This is part 12 of a 12 post series reviewing the book "The Present Alone is Our Happiness"
"In general, nonphilosophers consider philosophy to be an abstruse language, an abstract discourse, which a small group of specialists, the only ones able to understand it, develops endlessly on the subject of questions that are incomprehensible and bereft of interest. It is an occupation reserved for a few privileged people who, thanks to money or to a fortunate concourse of circumstances, have the luxury to engage in it: in other words, a luxury" (p. 186).
He notes that, like art or poetry, philosophy is not a useless luxury. Rather, it frees us "from utilitarian urgency." "And it is true that leisure is necessary for this, as leisure is necessary for painting and for composing music and poetry" (p. 187).

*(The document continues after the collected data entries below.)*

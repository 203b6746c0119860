// src/models/selectors.rs

//! CSS selectors for scraping a conference detail page.

use serde::{Deserialize, Serialize};

/// Named extraction rules for a conference detail page.
///
/// Each rule targets one semantic slot of the page. The defaults encode the
/// table layout the listing site renders today; a layout change means
/// updating the affected rule here (or in `[selectors]` of the config file).
#[derive(Debug, Clone, PartialEq, Eq, Serialize, Deserialize)]
pub struct DetailSelectors {
    /// Submission deadline cell
    #[serde(default = "defaults::deadline_cell")]
    pub deadline_cell: String,

    /// Free-text "extra info" paragraph
    #[serde(default = "defaults::note_cell")]
    pub note_cell: String,

    /// Heading listing the categories the page declares
    #[serde(default = "defaults::categories_cell")]
    pub categories_cell: String,

    /// Anchor holding the conference's own home link
    #[serde(default = "defaults::canonical_link")]
    pub canonical_link: String,
}

impl Default for DetailSelectors {
    fn default() -> Self {
        Self {
            deadline_cell: defaults::deadline_cell(),
            note_cell: defaults::note_cell(),
            categories_cell: defaults::categories_cell(),
            canonical_link: defaults::canonical_link(),
        }
    }
}

mod defaults {
    // Shared prefix: the main content table of the listing page.
    const MAIN_TABLE: &str = "body > div:nth-child(5) > center > table > tbody";

    // Nested info table in row 5 of the main table.
    const INFO_TABLE: &str =
        "tr:nth-child(5) > td > table > tbody > tr > td > table > tbody";

    pub fn deadline_cell() -> String {
        format!(
            "{MAIN_TABLE} > {INFO_TABLE} > tr:nth-child(1) > td > table > tbody > tr:nth-child(3) > td > span > span:nth-child(3)"
        )
    }

    pub fn note_cell() -> String {
        format!("{MAIN_TABLE} > tr:nth-child(8) > td > div > div > p:nth-child(4)")
    }

    pub fn categories_cell() -> String {
        format!(
            "{MAIN_TABLE} > {INFO_TABLE} > tr:nth-child(2) > td > table > tbody > tr:nth-child(2) > td > h5"
        )
    }

    pub fn canonical_link() -> String {
        format!("{MAIN_TABLE} > tr:nth-child(3) > td > a")
    }
}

"It is precisely the role of philosophy to reveal to men the usefulness or the useless, or, if you will, to teach them to distinguish between two meanings of the word useless. There is what is useful for a given particular goal: heating, or electricity, or transportation, and there is what is useful to human beings qua human beings, qua thinking beings. The discourse of philosophy is 'useful' in the latter sense, but it is a luxury if one considers as useful only what serves for particular and material ends" (p. 187).
"What is ultimately the most useful for human beings qua human beings? Is it discourse on language, or on being and non-being? Isn't it, rather, to learn how to live a human life?" (p. 188).
"The philosopher was not especially a professor or a writer, but a person who has made a certain choice of life, who has adopted a style of life ... the choice of life was expressed in dogmas" (p. 188).
"Proposing to people the art of living as a human being, they addressed all human beings: slaves, women, and foreigners. They were missionary and sought to convert the masses" (p. 189).
"But worries, necessities, and the banalities of daily life prevent us from acceding to this conscious life of all its possibilities. How can one harmoniously unite daily life with philosophical consciousness? It can only be a fragile conquest, always threatened. 'All that is beautiful,' said Spinoza at the end of Ethics, 'is as difficult as it is rare.'" And how could the billions of human beings crushed by poverty and suffering achieve this consciousness? Might not being a philosopher also mean to suffer from this isolation, this privilege, always bearing in mind this drama of the human condition?" (p. 190).